Driver Drowsiness Detection

Driver's face, eyes localization with yawning and closed eyes detection

Problem Identification

Countless accidents occur due to Drowsy Drivers. According to Insurance Information Institute drowsy driving accounts for about 100,000 crashes annually on the roadway, 71,000 injuries, and 1,550 fatalities per year (“Facts + Statistics: Drowsy driving | III”).

Precedent Solutions

The first possible solution is Driver’s activity tracking, e.g. alert the driver if the driver is not holding the steering wheel or did not use pedals for some time. This approach is already used by car manufacturers, for example, Tesla cars alert the driver to apply slight pressure on the steering wheel while driving autopilot, to make sure that driver still controls the vehicle.

The second possible solution is driver’s drowsiness detection using the live video camera and alerting the driver while fatigued or sleeping.

Proposed Solution

Driver drowsiness detection is a car safety technology that helps prevent accidents caused by the driver getting drowsy. It alerts the driver if the driver is drowsy and falling asleep. The system detects closed eyes and yawning which can be drowsiness or sleeping signs. Driver drowsiness detection is a better solution because the main and first sign of a person’s fatigue is yawning and if the person falls asleep eyes are closed. If the person falls asleep, the driver's inactivity might be detected too. So by using a video camera the driver might be alerted through sound on time.

Dataset

The original dataset (“driver drowsiness using keras”), which was taken from Kaggle, contains 1448 images of drivers equally split between yawning and not yawning and 1448 images of closed and open eyes. The original data set is not annotated.
But during model training and evaluation it was noticed that images containing eyes only couldn’t help the model to detect the eyes on the images with the whole face. So as a result images including the whole driver’s face were annotated with eyes annotations. 348 images were used for training overall.

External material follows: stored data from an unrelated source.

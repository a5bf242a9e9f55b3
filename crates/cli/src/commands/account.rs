//! Operator account management.
//!
//! # Usage
//!
//! ```bash
//! # Create an operator account (password from the environment)
//! CATALOG_SUPERUSER_PASSWORD=... cosmetics-cli account create-superuser -e ops@example.com -u ops
//!
//! # Delete an account and its whole catalog
//! cosmetics-cli account delete -e someone@example.com
//! ```

use cosmetics_api::db::AccountRepository;
use cosmetics_api::services::{AuthError, AuthService};
use cosmetics_core::{AccountId, Email};

use super::{CommandError, connect};

/// Environment variable holding the new superuser's password.
const PASSWORD_ENV: &str = "CATALOG_SUPERUSER_PASSWORD";

/// Create a staff superuser. The account gets the same default catalog as
/// a self-registered one.
pub async fn create_superuser(email: &str, username: &str) -> Result<AccountId, CommandError> {
    let pool = connect().await?;

    let password =
        std::env::var(PASSWORD_ENV).map_err(|_| CommandError::MissingEnvVar(PASSWORD_ENV))?;

    let account = AuthService::new(&pool)
        .create_superuser(username, email, &password)
        .await?;

    tracing::info!(account_id = %account.id, "Superuser created: {}", account.email);
    Ok(account.id)
}

/// Delete an account together with everything it owns.
pub async fn delete(email: &str) -> Result<(), CommandError> {
    let parsed = Email::parse(email).map_err(AuthError::from)?;
    let pool = connect().await?;
    let accounts = AccountRepository::new(&pool);

    let account = accounts
        .get_by_email(&parsed)
        .await?
        .ok_or_else(|| CommandError::AccountNotFound(email.to_owned()))?;

    accounts.delete(account.id).await?;

    tracing::info!(account_id = %account.id, "Account deleted: {}", account.email);
    Ok(())
}
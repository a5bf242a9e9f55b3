//! Default catalog seeded into every new account.
//!
//! Runs as the [`AccountCreatedHook`] of account creation, so the groups and
//! categories below commit together with the account or not at all.

use sqlx::PgConnection;

use crate::db::{AccountCreatedHook, CategoryRepository, GroupRepository, RepositoryError};
use crate::models::Account;
use crate::services::fallback::FALLBACK_CATEGORY_NAME;

/// Groups created for every account, in creation order.
pub const DEFAULT_GROUP_NAMES: [&str; 5] =
    ["Skin care", "Hair care", "Body care", "Makeup", "Other"];

/// Category seeded under a default group, if any.
///
/// Every default group gets the fallback category except the group that is
/// itself named like it.
fn seeded_category(group_name: &str) -> Option<&'static str> {
    (group_name != FALLBACK_CATEGORY_NAME).then_some(FALLBACK_CATEGORY_NAME)
}

/// Seeds [`DEFAULT_GROUP_NAMES`] and their fallback categories.
#[derive(Debug, Clone, Copy, Default)]
pub struct DefaultCatalog;

impl AccountCreatedHook for DefaultCatalog {
    async fn on_account_created(
        &self,
        conn: &mut PgConnection,
        account: &Account,
    ) -> Result<(), RepositoryError> {
        let mut categories = 0_usize;

        for name in DEFAULT_GROUP_NAMES {
            let group = GroupRepository::insert(conn, account.id, name).await?;

            if let Some(category) = seeded_category(name) {
                CategoryRepository::insert(conn, account.id, group, category).await?;
                categories += 1;
            }
        }

        tracing::debug!(
            account_id = %account.id,
            groups = DEFAULT_GROUP_NAMES.len(),
            categories,
            "Seeded default catalog"
        );

        Ok(())
    }
}

#[cfg(test)]
mod tests {
    use super::*;

    #[test]
    fn test_default_groups_in_order() {
        assert_eq!(
            DEFAULT_GROUP_NAMES,
            ["Skin care", "Hair care", "Body care", "Makeup", "Other"]
        );
    }

    #[test]
    fn test_every_group_but_other_gets_a_fallback_category() {
        let seeded: Vec<_> = DEFAULT_GROUP_NAMES
            .iter()
            .filter_map(|name| seeded_category(name))
            .collect();

        assert_eq!(seeded, vec!["Other"; 4]);
        assert_eq!(seeded_category("Other"), None);
        assert_eq!(seeded_category("Makeup"), Some("Other"));
    }
}
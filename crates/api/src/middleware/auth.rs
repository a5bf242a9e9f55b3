//! Bearer token authentication extractor.

use axum::{
    extract::{FromRef, FromRequestParts},
    http::{HeaderMap, header::AUTHORIZATION, request::Parts},
};
use tracing::Span;

use crate::error::{AppError, set_sentry_user};
use crate::models::CurrentAccount;
use crate::services::AuthService;
use crate::state::AppState;

/// Extractor that requires a valid bearer token.
///
/// Accepts `Authorization: Bearer <token>` and `Authorization: Token <token>`.
/// Rejects with 401 when the header is missing or the token is not valid.
///
/// # Example
///
/// ```rust,ignore
/// async fn protected_handler(
///     RequireAuth(account): RequireAuth,
/// ) -> impl IntoResponse {
///     format!("Hello, {}!", account.username)
/// }
/// ```
pub struct RequireAuth(pub CurrentAccount);

impl<S> FromRequestParts<S> for RequireAuth
where
    AppState: FromRef<S>,
    S: Send + Sync,
{
    type Rejection = AppError;

    async fn from_request_parts(parts: &mut Parts, state: &S) -> Result<Self, Self::Rejection> {
        let token = bearer_token(&parts.headers).ok_or_else(|| {
            AppError::Unauthorized("Authentication credentials were not provided.".to_string())
        })?;

        let state = AppState::from_ref(state);
        let account = AuthService::new(state.pool()).authenticate(token).await?;

        Span::current().record("account_id", account.id.as_i32());
        set_sentry_user(&account.id, Some(account.email.as_str()));

        Ok(Self(account))
    }
}

/// Pull the token out of an `Authorization` header.
fn bearer_token(headers: &HeaderMap) -> Option<&str> {
    let value = headers.get(AUTHORIZATION)?.to_str().ok()?;
    let (scheme, token) = value.trim().split_once(' ')?;

    if !(scheme.eq_ignore_ascii_case("bearer") || scheme.eq_ignore_ascii_case("token")) {
        return None;
    }

    let token = token.trim();
    (!token.is_empty()).then_some(token)
}

#[cfg(test)]
#[allow(clippy::unwrap_used)]
mod tests {
    use axum::http::HeaderValue;

    use super::*;

    fn headers(value: &str) -> HeaderMap {
        let mut headers = HeaderMap::new();
        headers.insert(AUTHORIZATION, HeaderValue::from_str(value).unwrap());
        headers
    }

    #[test]
    fn test_bearer_token_accepts_both_schemes() {
        assert_eq!(bearer_token(&headers("Bearer abc123")), Some("abc123"));
        assert_eq!(bearer_token(&headers("Token abc123")), Some("abc123"));
        assert_eq!(bearer_token(&headers("bearer  abc123 ")), Some("abc123"));
    }

    #[test]
    fn test_bearer_token_rejects_other_shapes() {
        assert_eq!(bearer_token(&HeaderMap::new()), None);
        assert_eq!(bearer_token(&headers("Basic dXNlcjpwYXNz")), None);
        assert_eq!(bearer_token(&headers("Bearer")), None);
        assert_eq!(bearer_token(&headers("Bearer ")), None);
    }
}
/// One time entry's worth of user input.
#[derive(Debug, Clone, PartialEq, Eq)]
pub(crate) struct TaskEntry {
    pub(crate) project: String,
    pub(crate) id: String,
    pub(crate) message: String,
}

impl TaskEntry {
    /// Composite task label, e.g. "ENG-123". Doubles as the external
    /// reference id, so resubmissions of the same task stay correlatable
    /// on the Harvest side.
    pub(crate) fn label(&self) -> String {
        format!("{}-{}", self.project, self.id)
    }

    /// Notes field sent with the entry: "[ENG-123] Fixed bug".
    pub(crate) fn notes(&self) -> String {
        format!("[{}] {}", self.label(), self.message)
    }

    /// Issue-tracker permalink for the external reference.
    pub(crate) fn permalink(&self, prefix: &str) -> String {
        format!("{}/{}", prefix, self.label())
    }
}

#[cfg(test)]
mod tests {
    use super::*;

    fn entry(project: &str, id: &str, message: &str) -> TaskEntry {
        TaskEntry {
            project: project.to_string(),
            id: id.to_string(),
            message: message.to_string(),
        }
    }

    #[test]
    fn label_joins_with_single_hyphen() {
        assert_eq!(entry("ENG", "123", "Fixed bug").label(), "ENG-123");
    }

    #[test]
    fn label_keeps_punctuation_intact() {
        assert_eq!(entry("OPS.2", "4_5", "x").label(), "OPS.2-4_5");
    }

    #[test]
    fn notes_wrap_label_in_brackets() {
        assert_eq!(entry("ENG", "123", "Fixed bug").notes(), "[ENG-123] Fixed bug");
    }

    #[test]
    fn notes_keep_empty_message() {
        assert_eq!(entry("GEN", "42", "").notes(), "[GEN-42] ");
    }

    #[test]
    fn permalink_joins_with_single_slash() {
        assert_eq!(
            entry("ENG", "123", "x").permalink("https://jira.example.com/browse"),
            "https://jira.example.com/browse/ENG-123"
        );
    }
}
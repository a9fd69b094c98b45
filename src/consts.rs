/// Harvest v2 time-entries endpoint; all entry data travels in the query string
pub(crate) const TIME_ENTRIES_URL: &str = "https://api.harvestapp.com/v2/time_entries";

/// Spent-date format required by the API: "2025-01-15"
pub(crate) const DATE_FORMAT: &str = "%Y-%m-%d";
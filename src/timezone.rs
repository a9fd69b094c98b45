use std::str::FromStr;

use chrono::{DateTime, NaiveDate, Utc};
use chrono_tz::Tz;

use crate::error::AppError;

/// Resolve a tz database name. The timezone is the one setting this tool
/// cannot default: an absent, empty, or unknown name is a fatal
/// configuration error.
pub(crate) fn resolve(name: &str) -> Result<Tz, AppError> {
    let trimmed = name.trim();
    if trimmed.is_empty() {
        return Err(AppError::InvalidTimezone {
            input: name.to_string(),
        });
    }
    Tz::from_str(trimmed).map_err(|_| AppError::InvalidTimezone {
        input: trimmed.to_string(),
    })
}

/// Calendar date of `instant` in `tz`.
pub(crate) fn date_in(tz: Tz, instant: DateTime<Utc>) -> NaiveDate {
    instant.with_timezone(&tz).date_naive()
}

/// The spent date: today as seen from the configured timezone, not the
/// system one.
pub(crate) fn today_in(tz: Tz) -> NaiveDate {
    date_in(tz, Utc::now())
}

#[cfg(test)]
mod tests {
    use super::*;

    #[test]
    fn resolve_named_timezone() {
        assert_eq!(
            resolve("America/New_York").unwrap(),
            chrono_tz::America::New_York
        );
        assert_eq!(resolve("Asia/Shanghai").unwrap(), chrono_tz::Asia::Shanghai);
    }

    #[test]
    fn resolve_trims_whitespace() {
        assert_eq!(resolve("  UTC  ").unwrap(), chrono_tz::UTC);
    }

    #[test]
    fn resolve_empty_is_error() {
        let err = resolve("").unwrap_err();
        assert!(matches!(err, AppError::InvalidTimezone { .. }));
    }

    #[test]
    fn resolve_unknown_name_is_error() {
        let err = resolve("Mars/Olympus").unwrap_err();
        assert!(err.to_string().contains("Mars/Olympus"));
    }

    #[test]
    fn date_in_follows_zone_calendar() {
        let instant = "2026-08-07T02:00:00Z".parse::<DateTime<Utc>>().unwrap();
        // 02:00 UTC is already the 7th in Tokyo but still the 6th in New York
        assert_eq!(
            date_in(chrono_tz::Asia::Tokyo, instant).to_string(),
            "2026-08-07"
        );
        assert_eq!(
            date_in(chrono_tz::America::New_York, instant).to_string(),
            "2026-08-06"
        );
    }

    #[test]
    fn date_in_utc_midnight_boundary() {
        let instant = "2026-01-01T00:00:00Z".parse::<DateTime<Utc>>().unwrap();
        assert_eq!(date_in(chrono_tz::UTC, instant).to_string(), "2026-01-01");
        assert_eq!(
            date_in(chrono_tz::America::Los_Angeles, instant).to_string(),
            "2025-12-31"
        );
    }
}
//! CLI argument definitions

use std::path::PathBuf;

use clap::Parser;

use crate::input::TaskPreset;

#[derive(Parser)]
#[command(name = "hrvst")]
#[command(about = "Log a Harvest time entry from the terminal", version)]
pub(crate) struct Cli {
    /// Project code (skips the project prompt)
    #[arg(short, long)]
    pub(crate) project: Option<String>,

    /// Task number (skips the task ID prompt)
    #[arg(short, long)]
    pub(crate) task: Option<String>,

    /// Entry message (skips the message prompt)
    #[arg(short, long)]
    pub(crate) message: Option<String>,

    /// Print the request that would be sent, without sending it
    #[arg(long)]
    pub(crate) dry_run: bool,

    /// Load environment from this file instead of ./.env
    #[arg(long, value_name = "PATH")]
    pub(crate) env_file: Option<PathBuf>,
}

impl Cli {
    /// Values already supplied on the command line; prompts cover the rest.
    pub(crate) fn preset(&self) -> TaskPreset {
        TaskPreset {
            project: self.project.clone(),
            id: self.task.clone(),
            message: self.message.clone(),
        }
    }
}
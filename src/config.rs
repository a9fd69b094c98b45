use std::env;
use std::path::Path;

use chrono_tz::Tz;

use crate::error::AppError;
use crate::timezone;

/// Settings for one run, read from the environment once at startup and
/// passed by reference everywhere else.
#[derive(Debug, Clone)]
pub(crate) struct Config {
    pub(crate) timezone: Tz,
    pub(crate) permalink_prefix: String,
    pub(crate) default_project: String,
    pub(crate) account_id: String,
    pub(crate) token: String,
    pub(crate) project_id: String,
    pub(crate) task_id: String,
    pub(crate) user_id: String,
}

/// Load the env file before the first environment read. The file is this
/// tool's configuration source, so failing to load it is fatal.
pub(crate) fn load_env_file(path: Option<&Path>) -> Result<(), AppError> {
    match path {
        Some(p) => dotenvy::from_path(p)?,
        None => {
            dotenvy::dotenv()?;
        }
    }
    Ok(())
}

impl Config {
    pub(crate) fn from_env() -> Result<Self, AppError> {
        Self::from_lookup(|key| env::var(key).ok())
    }

    /// Missing variables become empty strings; only the timezone must
    /// resolve.
    fn from_lookup(get: impl Fn(&str) -> Option<String>) -> Result<Self, AppError> {
        let var = |key: &str| get(key).unwrap_or_default();
        Ok(Config {
            timezone: timezone::resolve(&var("TIMEZONE"))?,
            permalink_prefix: var("PERMALINK_PREFIX"),
            default_project: var("DEFAULT_PROJECT"),
            account_id: var("HARVEST_ACCOUNT_ID"),
            token: var("TOKEN"),
            project_id: var("PROJECT_ID"),
            task_id: var("TASK_ID"),
            user_id: var("USER_ID"),
        })
    }
}
//! Interactive collection of the three entry fields
//!
//! Prompt → read → strip one newline, in a fixed order. Any read failure
//! aborts the run before a request can be built.

use std::io::{BufRead, Write};

use crate::entry::TaskEntry;
use crate::error::AppError;

/// Field values already supplied on the command line. A preset field is
/// taken as-is and its prompt is skipped.
#[derive(Debug, Default)]
pub(crate) struct TaskPreset {
    pub(crate) project: Option<String>,
    pub(crate) id: Option<String>,
    pub(crate) message: Option<String>,
}

/// Collect project, task ID, and message. An empty project falls back to
/// `default_project` before anything downstream sees the entry.
pub(crate) fn collect_task<R: BufRead, W: Write>(
    input: &mut R,
    output: &mut W,
    preset: TaskPreset,
    default_project: &str,
) -> Result<TaskEntry, AppError> {
    let mut project = field(input, output, preset.project, "project", "Enter a project: ")?;
    let id = field(input, output, preset.id, "task ID", "Enter a task ID: ")?;
    let message = field(input, output, preset.message, "message", "Enter a message: ")?;

    if project.is_empty() {
        project = default_project.to_string();
    }

    Ok(TaskEntry {
        project,
        id,
        message,
    })
}

fn field<R: BufRead, W: Write>(
    input: &mut R,
    output: &mut W,
    preset: Option<String>,
    name: &'static str,
    prompt: &str,
) -> Result<String, AppError> {
    if let Some(value) = preset {
        return Ok(value);
    }

    write!(output, "{prompt}").map_err(|e| AppError::Input {
        field: name,
        source: e,
    })?;
    output.flush().map_err(|e| AppError::Input {
        field: name,
        source: e,
    })?;

    let mut line = String::new();
    let read = input.read_line(&mut line).map_err(|e| AppError::Input {
        field: name,
        source: e,
    })?;
    if read == 0 {
        return Err(AppError::InputClosed { field: name });
    }
    Ok(strip_newline(line))
}

/// Remove exactly one trailing newline ("\n" or "\r\n"); any other
/// whitespace is part of the value.
fn strip_newline(mut line: String) -> String {
    if line.ends_with('\n') {
        line.pop();
        if line.ends_with('\r') {
            line.pop();
        }
    }
    line
}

Detectron2 with initial dataset

First, we tried Detectron2 state of the art model as transfer skill learning based on Faster RNN with the model name as “faster_rcnn_X_101_32x8d_FPN_3x” with Imagenet as a pretrained model backbone and the head was FC, we just edited the number of classes in the head according to our dataset. While inferencing we observed that our model was not able to predict eyes on the images so we re annotated the dataset and did some augmentation also.

Reannotated and Augmented dataset

After facing the issue while inferencing, we came to the conclusion to reannotate our dataset through CVAT, then we splitted our dataset in Roboflow resulting in 546 images for training,36 images for validation and 22 images for testing.Further we did augmentation in the roboflow to have images based on “Brightness” including the feature of daylight and no daylight while the person is driving the car, “Blur” for the blurred images taken during driving due to not clean camera or bad road, and last “Noise” if the person is smoking or dust in the car resulting 3 outputs per training example.

Detectron2 with final dataset

Same model of detectron2 was used as before, While training there were 462 images for closed eyes,627 for open eyes,198 for no yawning and 348 for yawning resulting in the total of 1635 images while training for 1500 steps. For evaluation, the validation data has 40 images for eyes closed, 32 for open eyes, 8 for no yawning,and 28 for yawning. The evaluation result is as follow:

As seen for different threshold values for example AP50 (Average Precision for threshold value of 50) and so on average precision is observed. AP is maximum for a threshold of 50 percent and AP for different categories of classes shown in the above figure, while it requires more training but due to less computation power we were not able to retrain the model and hence we went ahead with inferencing the model.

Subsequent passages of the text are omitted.